Sérgio Moro: Não há ofensa mais grave do que a daquele que trai o mandato parlamentar e a sagrada confiança que o povo nele depositou para obter ganho próprio |
Na sentença que condenou o ex-deputado Eduardo Cunha
(PMDB-RJ) a quinze anos e quatro meses de prisão, o juiz federal Sergio Moro
aproveitou para mandar um recado aos parlamentares sobre o projeto de lei de
abuso de autoridade, homenagear o ministro falecido do Supremo Tribunal Federal
Teori Zavascki, rebater as críticas às delações premiadas e fazer considerações
éticas sobre o uso do mandato parlamentar em benefício próprio.
No despacho, o juiz titular da 13ª Vara Federal do Paraná
escreveu que, se não forem observadas as “salvaguardas necessárias”, a medida
de abuso de autoridade funcionará, na prática, para criminalizar a
interpretação da lei e ameaçar a independência judicial, “subordinando-a ao
interesse dos poderosos”. A proposta está para ser votada na Comissão de
Constituição e Justiça (CCJ) do Senado na próxima semana.
Moro também relembrou em diversos momentos do texto o
“saudoso” ministro Teori Zavascki, que afastou Cunha da presidência da Câmara e
encaminhou a ação penal referente a ele à Vara de Curitiba. O juiz de primeira
instância afirmou que o “legado de independência e seriedade” de Teori não será
esquecido.
Foi atribuido ao peemedebista os crimes de corrupção, lavagem de dinheiro e evasão de divisas, o juiz da Lava Jato discorreu sobre a grandeza de exercer um cargo eletivo |
“Não há melhor momento para recordar o legado de
independência do ministro Teori Zavaski do que agora, quando discute-se a
aprovação de nova lei de abuso de autoridade que, sem as salvaguardas
necessárias, terá o efeito prático de criminalizar a interpretação da lei e com
isso colocará em risco a independência judicial, subordinando-a ao interesse
dos poderosos. Espera-se e confia-se que o Congresso saberá proceder com
sabedoria para a adoção de salvaguardas explícitas e inequívocas”, escreveu
Moro.
Ao atribuir ao peemedebista os crimes de corrupção, lavagem
de dinheiro e evasão de divisas, o juiz da Lava Jato discorreu sobre a grandeza
de exercer um cargo eletivo. ”Não há ofensa mais grave do que a daquele que
trai o mandato parlamentar e a sagrada confiança que o povo nele depositou para
obter ganho próprio”, escreveu. Moro ainda rebateu os críticos do uso da delação premiada nas
investigações, dizendo que eles são “favoráveis à regra do silêncio, à omertà
das organizações criminosas”.
Ele prosseguiu dizendo que, se não fosse às
colaborações, muitos crimes complexos ficariam sem solução. “Crimes não são
cometidos no céu e, em muitos casos, as únicas pessoas que podem servir como
testemunhas são igualmente criminosos”, completou.

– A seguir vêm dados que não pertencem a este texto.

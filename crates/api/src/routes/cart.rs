//! Cart management and checkout endpoints.

use std::sync::Arc;

use axum::Json;
use axum::extract::{Path, State};
use axum::http::HeaderMap;
use domain::{Cart, CartItem, Money};
use saga::CartProvider;
use serde::{Deserialize, Serialize};

use crate::auth::authenticate;
use crate::error::ApiError;
use crate::routes::AppState;

/// Upper bound on a single line-item price: $1,000,000.00.
const MAX_PRICE_CENTS: i64 = 100_000_000;

// -- Request types --

#[derive(Deserialize)]
pub struct AddItemRequest {
    pub tour_id: String,
    pub name: String,
    pub price_cents: i64,
}

// -- Response types --

#[derive(Serialize)]
pub struct CartResponse {
    pub user_id: String,
    pub items: Vec<CartItemResponse>,
    pub total_cents: i64,
}

#[derive(Serialize)]
pub struct CartItemResponse {
    pub id: String,
    pub tour_id: String,
    pub name: String,
    pub price_cents: i64,
}

#[derive(Serialize)]
pub struct CheckoutResponse {
    pub saga_id: String,
    pub status: String,
    pub purchases: Vec<PurchaseResponse>,
}

#[derive(Serialize)]
pub struct PurchaseResponse {
    pub tour_id: String,
    pub token: String,
    pub created_at: String,
}

impl CartResponse {
    fn from_cart(cart: &Cart) -> Self {
        Self {
            user_id: cart.user_id.to_string(),
            items: cart
                .items
                .iter()
                .map(|item| CartItemResponse {
                    id: item.id.clone(),
                    tour_id: item.tour_id.to_string(),
                    name: item.name.clone(),
                    price_cents: item.price.cents(),
                })
                .collect(),
            total_cents: cart.total().cents(),
        }
    }
}

// -- Handlers --

/// POST /cart/items — add a line item to the caller's cart.
#[tracing::instrument(skip(state, headers, req))]
pub async fn add_item(
    State(state): State<Arc<AppState>>,
    headers: HeaderMap,
    Json(req): Json<AddItemRequest>,
) -> Result<(axum::http::StatusCode, Json<CartResponse>), ApiError> {
    let user_id = authenticate(state.verifier.as_ref(), &headers).await?;

    if req.price_cents < 0 {
        return Err(ApiError::BadRequest("price must not be negative".to_string()));
    }
    if req.price_cents > MAX_PRICE_CENTS {
        return Err(ApiError::BadRequest(format!(
            "price must not exceed {MAX_PRICE_CENTS} cents"
        )));
    }

    let item = CartItem::new(
        req.tour_id.as_str(),
        req.name.as_str(),
        Money::from_cents(req.price_cents),
    );
    let cart = state.carts.add_item(&user_id, item);

    Ok((
        axum::http::StatusCode::CREATED,
        Json(CartResponse::from_cart(&cart)),
    ))
}

/// DELETE /cart/items/:item_id — remove a line item from the caller's cart.
#[tracing::instrument(skip(state, headers))]
pub async fn remove_item(
    State(state): State<Arc<AppState>>,
    headers: HeaderMap,
    Path(item_id): Path<String>,
) -> Result<Json<CartResponse>, ApiError> {
    let user_id = authenticate(state.verifier.as_ref(), &headers).await?;

    let cart = state
        .carts
        .remove_item(&user_id, &item_id)
        .ok_or_else(|| ApiError::NotFound("cart not found".to_string()))?;

    Ok(Json(CartResponse::from_cart(&cart)))
}

/// GET /cart — view the caller's cart. A user with no cart sees an empty one.
#[tracing::instrument(skip(state, headers))]
pub async fn get(
    State(state): State<Arc<AppState>>,
    headers: HeaderMap,
) -> Result<Json<CartResponse>, ApiError> {
    let user_id = authenticate(state.verifier.as_ref(), &headers).await?;

    let cart = state
        .carts
        .get_cart(&user_id)
        .await
        .map_err(|e| ApiError::Internal(e.to_string()))?
        .unwrap_or_else(|| Cart::new(user_id));

    Ok(Json(CartResponse::from_cart(&cart)))
}

/// POST /cart/checkout — run the checkout saga for the caller's cart.
#[tracing::instrument(skip(state, headers))]
pub async fn checkout(
    State(state): State<Arc<AppState>>,
    headers: HeaderMap,
) -> Result<Json<CheckoutResponse>, ApiError> {
    let user_id = authenticate(state.verifier.as_ref(), &headers).await?;

    let result = state.orchestrator.checkout(user_id).await?;

    Ok(Json(CheckoutResponse {
        saga_id: result.saga_id.to_string(),
        status: "COMPLETED".to_string(),
        purchases: result
            .purchased
            .iter()
            .map(|record| PurchaseResponse {
                tour_id: record.tour_id.to_string(),
                token: record.token.clone(),
                created_at: record.created_at.to_rfc3339(),
            })
            .collect(),
    }))
}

Sobre o presidente Michel Temer, que foi arrolado como
testemunha de defesa de Cunha, o magistrado escreveu que, “para evitar
mal-entendido”, não há registros de que o presidente tenha atuado em favor do
ex-deputado para libertá-lo. Com o argumento de que Cunha continua tentando
“constranger e chantagear autoridades públicas”, mesmo estando preso, Moro
determinou que ele continuasse atrás das grades na fase recursal. “Não pode o
Judiciário ceder a qualquer tentativa de chantagem”.